_What this task involves_:
Whenever the word "CrosstermBackend" appears in a line of the listing, copy that line.

_Records supplied_:
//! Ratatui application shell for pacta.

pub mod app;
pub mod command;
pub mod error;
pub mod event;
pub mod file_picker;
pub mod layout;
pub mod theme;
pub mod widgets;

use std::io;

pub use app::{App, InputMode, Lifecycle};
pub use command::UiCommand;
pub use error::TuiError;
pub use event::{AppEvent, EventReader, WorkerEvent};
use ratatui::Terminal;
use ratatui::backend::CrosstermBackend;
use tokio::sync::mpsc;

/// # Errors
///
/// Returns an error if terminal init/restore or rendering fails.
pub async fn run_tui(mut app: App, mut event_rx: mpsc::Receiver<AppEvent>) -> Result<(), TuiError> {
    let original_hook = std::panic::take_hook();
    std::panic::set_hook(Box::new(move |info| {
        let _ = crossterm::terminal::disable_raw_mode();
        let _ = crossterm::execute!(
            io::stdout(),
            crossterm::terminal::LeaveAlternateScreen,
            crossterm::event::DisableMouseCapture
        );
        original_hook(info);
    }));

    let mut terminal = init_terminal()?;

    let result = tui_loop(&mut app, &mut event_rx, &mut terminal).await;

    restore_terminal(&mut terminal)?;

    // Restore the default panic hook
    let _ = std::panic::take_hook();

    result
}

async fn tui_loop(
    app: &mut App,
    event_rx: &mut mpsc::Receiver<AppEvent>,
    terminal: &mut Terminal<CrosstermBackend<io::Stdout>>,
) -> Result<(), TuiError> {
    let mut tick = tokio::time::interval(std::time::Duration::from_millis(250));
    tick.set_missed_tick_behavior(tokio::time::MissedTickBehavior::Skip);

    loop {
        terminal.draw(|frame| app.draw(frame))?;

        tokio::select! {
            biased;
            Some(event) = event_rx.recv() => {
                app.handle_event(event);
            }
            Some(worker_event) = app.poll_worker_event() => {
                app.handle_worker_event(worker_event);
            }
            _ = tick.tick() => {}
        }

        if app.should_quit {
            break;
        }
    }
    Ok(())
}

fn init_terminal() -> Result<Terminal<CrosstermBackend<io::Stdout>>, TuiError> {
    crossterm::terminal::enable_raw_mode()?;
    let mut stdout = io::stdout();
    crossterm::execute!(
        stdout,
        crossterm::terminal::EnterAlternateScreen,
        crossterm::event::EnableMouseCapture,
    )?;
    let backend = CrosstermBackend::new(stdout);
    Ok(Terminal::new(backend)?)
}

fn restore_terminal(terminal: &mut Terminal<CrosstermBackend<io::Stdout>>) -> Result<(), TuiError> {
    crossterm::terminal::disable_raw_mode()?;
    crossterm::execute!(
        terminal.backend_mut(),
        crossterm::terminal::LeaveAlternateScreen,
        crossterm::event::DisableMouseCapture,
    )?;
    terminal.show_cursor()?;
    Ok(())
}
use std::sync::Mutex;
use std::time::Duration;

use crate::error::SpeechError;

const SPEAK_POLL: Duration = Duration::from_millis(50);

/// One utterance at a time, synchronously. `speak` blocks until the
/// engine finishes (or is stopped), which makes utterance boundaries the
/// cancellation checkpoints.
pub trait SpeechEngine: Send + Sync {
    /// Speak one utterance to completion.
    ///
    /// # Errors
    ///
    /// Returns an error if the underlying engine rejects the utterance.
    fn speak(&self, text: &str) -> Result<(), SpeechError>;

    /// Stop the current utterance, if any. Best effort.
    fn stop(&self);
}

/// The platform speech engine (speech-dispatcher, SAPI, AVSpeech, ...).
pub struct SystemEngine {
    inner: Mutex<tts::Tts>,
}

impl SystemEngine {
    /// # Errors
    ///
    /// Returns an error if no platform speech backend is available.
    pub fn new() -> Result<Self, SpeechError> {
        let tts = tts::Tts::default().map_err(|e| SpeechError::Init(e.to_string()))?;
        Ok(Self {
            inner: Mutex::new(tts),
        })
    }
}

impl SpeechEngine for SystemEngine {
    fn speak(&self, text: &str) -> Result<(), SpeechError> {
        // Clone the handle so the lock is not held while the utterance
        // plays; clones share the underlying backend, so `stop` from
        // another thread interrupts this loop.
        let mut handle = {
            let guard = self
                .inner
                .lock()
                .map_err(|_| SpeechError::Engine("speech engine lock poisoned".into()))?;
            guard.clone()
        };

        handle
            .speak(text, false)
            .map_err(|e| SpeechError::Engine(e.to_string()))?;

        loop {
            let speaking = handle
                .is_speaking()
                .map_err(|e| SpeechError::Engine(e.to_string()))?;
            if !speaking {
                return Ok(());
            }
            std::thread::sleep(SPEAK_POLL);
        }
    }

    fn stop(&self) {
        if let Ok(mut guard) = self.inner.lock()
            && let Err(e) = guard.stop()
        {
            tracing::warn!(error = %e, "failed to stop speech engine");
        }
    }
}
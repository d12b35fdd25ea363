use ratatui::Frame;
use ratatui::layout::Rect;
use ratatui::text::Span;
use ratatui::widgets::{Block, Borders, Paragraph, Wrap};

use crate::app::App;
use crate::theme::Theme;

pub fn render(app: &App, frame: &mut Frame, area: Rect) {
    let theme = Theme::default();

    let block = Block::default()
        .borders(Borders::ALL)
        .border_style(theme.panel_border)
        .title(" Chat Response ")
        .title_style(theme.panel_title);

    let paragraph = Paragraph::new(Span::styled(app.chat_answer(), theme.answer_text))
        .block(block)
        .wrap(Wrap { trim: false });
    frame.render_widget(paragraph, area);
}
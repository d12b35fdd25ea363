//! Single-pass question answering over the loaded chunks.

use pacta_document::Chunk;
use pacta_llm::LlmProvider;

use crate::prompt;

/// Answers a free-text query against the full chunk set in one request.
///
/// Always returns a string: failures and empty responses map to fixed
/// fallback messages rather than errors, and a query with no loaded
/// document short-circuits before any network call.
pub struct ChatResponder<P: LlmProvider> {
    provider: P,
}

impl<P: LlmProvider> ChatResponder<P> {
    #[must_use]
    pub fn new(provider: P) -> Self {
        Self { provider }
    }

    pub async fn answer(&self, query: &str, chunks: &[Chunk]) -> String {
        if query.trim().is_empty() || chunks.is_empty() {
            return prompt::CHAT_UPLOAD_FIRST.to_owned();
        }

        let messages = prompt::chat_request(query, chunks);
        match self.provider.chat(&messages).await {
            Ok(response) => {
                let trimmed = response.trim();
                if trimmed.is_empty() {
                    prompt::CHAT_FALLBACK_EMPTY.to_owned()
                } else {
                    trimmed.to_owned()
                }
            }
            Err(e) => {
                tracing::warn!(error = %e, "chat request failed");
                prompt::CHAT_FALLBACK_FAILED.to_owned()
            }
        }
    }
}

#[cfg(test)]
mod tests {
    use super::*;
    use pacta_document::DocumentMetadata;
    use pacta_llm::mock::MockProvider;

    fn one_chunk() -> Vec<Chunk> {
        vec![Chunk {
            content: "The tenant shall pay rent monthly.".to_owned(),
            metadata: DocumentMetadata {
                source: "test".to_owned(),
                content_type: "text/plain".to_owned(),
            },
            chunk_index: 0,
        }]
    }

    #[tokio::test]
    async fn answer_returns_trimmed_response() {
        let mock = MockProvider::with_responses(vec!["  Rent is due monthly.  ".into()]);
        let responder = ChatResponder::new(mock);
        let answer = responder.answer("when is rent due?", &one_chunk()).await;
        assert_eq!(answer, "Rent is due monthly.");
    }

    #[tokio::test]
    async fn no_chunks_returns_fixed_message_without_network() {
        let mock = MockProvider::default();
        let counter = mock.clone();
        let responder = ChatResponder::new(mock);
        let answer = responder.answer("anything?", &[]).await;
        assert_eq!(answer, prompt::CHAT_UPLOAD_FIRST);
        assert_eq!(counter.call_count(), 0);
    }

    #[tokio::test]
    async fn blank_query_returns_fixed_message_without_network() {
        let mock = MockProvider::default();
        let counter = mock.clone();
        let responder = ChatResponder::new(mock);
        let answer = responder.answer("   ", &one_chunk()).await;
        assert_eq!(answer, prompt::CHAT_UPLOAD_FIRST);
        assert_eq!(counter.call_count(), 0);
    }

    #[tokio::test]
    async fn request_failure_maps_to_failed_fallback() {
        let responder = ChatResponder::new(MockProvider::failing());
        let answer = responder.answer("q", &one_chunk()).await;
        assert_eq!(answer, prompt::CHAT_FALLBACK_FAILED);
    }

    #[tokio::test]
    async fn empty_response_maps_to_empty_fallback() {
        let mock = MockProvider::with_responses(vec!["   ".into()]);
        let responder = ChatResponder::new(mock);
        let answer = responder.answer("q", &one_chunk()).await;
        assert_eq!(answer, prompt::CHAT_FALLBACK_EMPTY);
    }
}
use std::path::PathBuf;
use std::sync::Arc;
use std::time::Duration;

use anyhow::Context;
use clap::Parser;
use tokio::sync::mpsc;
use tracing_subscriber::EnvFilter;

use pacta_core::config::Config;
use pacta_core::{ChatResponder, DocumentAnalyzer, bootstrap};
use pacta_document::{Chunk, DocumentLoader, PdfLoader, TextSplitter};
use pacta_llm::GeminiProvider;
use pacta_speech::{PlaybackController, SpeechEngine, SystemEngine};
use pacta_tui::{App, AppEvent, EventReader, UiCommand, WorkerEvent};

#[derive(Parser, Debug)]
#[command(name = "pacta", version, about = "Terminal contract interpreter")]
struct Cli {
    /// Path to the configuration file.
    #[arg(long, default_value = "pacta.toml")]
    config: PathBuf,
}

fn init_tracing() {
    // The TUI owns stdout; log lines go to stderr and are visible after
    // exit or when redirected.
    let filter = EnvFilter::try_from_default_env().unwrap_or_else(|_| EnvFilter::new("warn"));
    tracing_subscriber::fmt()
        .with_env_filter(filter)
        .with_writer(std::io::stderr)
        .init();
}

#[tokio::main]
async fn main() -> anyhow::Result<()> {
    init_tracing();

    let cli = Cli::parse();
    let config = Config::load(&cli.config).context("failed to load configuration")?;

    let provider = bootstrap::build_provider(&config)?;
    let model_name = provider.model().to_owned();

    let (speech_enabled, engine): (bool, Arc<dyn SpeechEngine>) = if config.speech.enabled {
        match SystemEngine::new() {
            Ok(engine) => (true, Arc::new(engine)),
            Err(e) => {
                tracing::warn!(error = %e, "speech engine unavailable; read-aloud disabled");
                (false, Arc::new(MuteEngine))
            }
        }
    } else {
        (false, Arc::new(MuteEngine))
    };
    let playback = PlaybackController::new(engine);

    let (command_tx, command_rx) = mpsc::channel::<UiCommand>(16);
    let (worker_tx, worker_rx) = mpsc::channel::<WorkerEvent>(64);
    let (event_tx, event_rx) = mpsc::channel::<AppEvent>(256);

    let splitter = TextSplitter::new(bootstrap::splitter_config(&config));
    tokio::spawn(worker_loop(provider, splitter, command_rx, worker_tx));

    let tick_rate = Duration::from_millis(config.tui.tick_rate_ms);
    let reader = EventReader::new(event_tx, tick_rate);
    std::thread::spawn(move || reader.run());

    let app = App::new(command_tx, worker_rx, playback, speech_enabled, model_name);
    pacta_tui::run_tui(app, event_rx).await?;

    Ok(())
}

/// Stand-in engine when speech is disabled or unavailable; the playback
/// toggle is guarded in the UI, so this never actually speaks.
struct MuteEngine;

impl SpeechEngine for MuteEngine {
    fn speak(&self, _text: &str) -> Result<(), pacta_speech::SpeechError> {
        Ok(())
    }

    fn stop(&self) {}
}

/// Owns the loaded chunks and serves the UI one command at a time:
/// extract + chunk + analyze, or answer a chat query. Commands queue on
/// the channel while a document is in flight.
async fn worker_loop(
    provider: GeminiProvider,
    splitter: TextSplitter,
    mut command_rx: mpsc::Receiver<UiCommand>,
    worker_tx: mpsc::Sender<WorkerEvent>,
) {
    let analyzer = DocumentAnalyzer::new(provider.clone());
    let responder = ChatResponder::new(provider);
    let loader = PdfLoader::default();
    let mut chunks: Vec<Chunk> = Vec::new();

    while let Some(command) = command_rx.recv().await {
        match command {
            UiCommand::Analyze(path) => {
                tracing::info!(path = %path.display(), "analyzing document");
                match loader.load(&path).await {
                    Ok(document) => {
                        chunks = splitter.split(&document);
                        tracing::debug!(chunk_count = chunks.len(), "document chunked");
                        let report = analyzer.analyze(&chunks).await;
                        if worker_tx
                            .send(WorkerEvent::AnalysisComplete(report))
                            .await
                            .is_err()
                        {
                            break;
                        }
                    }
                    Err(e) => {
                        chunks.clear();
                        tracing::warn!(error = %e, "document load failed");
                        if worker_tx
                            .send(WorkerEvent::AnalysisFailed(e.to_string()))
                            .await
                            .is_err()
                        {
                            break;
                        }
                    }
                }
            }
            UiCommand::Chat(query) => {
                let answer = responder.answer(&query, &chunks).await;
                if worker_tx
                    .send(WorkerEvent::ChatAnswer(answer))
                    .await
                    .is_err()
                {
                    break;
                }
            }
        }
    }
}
==
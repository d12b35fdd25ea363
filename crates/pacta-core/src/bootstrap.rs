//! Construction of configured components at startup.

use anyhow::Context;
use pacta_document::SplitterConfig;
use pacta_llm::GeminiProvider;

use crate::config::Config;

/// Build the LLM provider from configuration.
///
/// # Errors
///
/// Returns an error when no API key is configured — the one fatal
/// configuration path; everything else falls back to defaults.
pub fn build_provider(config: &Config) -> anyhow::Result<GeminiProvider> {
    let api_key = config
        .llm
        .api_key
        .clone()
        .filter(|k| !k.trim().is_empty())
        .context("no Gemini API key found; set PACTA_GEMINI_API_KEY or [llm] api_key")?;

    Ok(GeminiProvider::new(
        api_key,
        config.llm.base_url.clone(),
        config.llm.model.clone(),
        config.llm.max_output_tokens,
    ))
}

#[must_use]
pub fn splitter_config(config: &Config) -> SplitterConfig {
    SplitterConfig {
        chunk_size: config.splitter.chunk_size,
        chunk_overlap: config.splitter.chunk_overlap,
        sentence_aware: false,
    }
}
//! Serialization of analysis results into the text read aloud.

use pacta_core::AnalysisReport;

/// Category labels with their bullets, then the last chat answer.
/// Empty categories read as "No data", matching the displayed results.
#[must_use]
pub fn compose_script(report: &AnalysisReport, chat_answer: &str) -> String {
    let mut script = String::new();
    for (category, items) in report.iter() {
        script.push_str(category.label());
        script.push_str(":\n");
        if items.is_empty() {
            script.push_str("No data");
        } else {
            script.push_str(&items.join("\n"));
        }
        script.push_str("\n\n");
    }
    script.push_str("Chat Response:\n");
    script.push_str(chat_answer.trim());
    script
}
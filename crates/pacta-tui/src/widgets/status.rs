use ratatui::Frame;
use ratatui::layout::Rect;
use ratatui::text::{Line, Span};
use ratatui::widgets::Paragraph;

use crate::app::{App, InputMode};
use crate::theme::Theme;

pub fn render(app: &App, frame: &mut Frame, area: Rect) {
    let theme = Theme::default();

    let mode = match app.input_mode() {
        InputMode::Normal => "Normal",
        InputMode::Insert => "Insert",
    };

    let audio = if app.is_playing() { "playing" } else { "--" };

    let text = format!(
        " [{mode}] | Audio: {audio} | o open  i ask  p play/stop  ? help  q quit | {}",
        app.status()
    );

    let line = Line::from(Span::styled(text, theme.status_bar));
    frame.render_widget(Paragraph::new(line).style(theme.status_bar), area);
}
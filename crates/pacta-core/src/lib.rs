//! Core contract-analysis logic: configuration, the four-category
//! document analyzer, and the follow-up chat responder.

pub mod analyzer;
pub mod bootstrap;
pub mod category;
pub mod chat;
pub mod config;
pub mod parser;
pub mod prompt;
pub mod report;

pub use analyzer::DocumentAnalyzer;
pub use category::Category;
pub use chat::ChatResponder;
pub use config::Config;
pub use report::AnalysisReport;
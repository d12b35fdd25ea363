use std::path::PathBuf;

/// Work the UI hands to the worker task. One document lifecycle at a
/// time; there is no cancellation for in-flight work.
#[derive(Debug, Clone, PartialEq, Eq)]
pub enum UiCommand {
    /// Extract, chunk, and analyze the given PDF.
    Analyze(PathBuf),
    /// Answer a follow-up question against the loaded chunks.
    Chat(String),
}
==
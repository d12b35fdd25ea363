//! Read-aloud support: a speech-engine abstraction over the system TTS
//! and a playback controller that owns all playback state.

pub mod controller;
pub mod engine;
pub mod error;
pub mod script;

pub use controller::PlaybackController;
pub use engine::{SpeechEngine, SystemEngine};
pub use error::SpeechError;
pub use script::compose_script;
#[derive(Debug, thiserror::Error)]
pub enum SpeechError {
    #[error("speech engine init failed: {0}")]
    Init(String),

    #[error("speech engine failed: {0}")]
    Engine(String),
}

_Exercise solution_:
use ratatui::backend::CrosstermBackend;
    terminal: &mut Terminal<CrosstermBackend<io::Stdout>>,
fn init_terminal() -> Result<Terminal<CrosstermBackend<io::Stdout>>, TuiError> {
    let backend = CrosstermBackend::new(stdout);
fn restore_terminal(terminal: &mut Terminal<CrosstermBackend<io::Stdout>>) -> Result<(), TuiError> {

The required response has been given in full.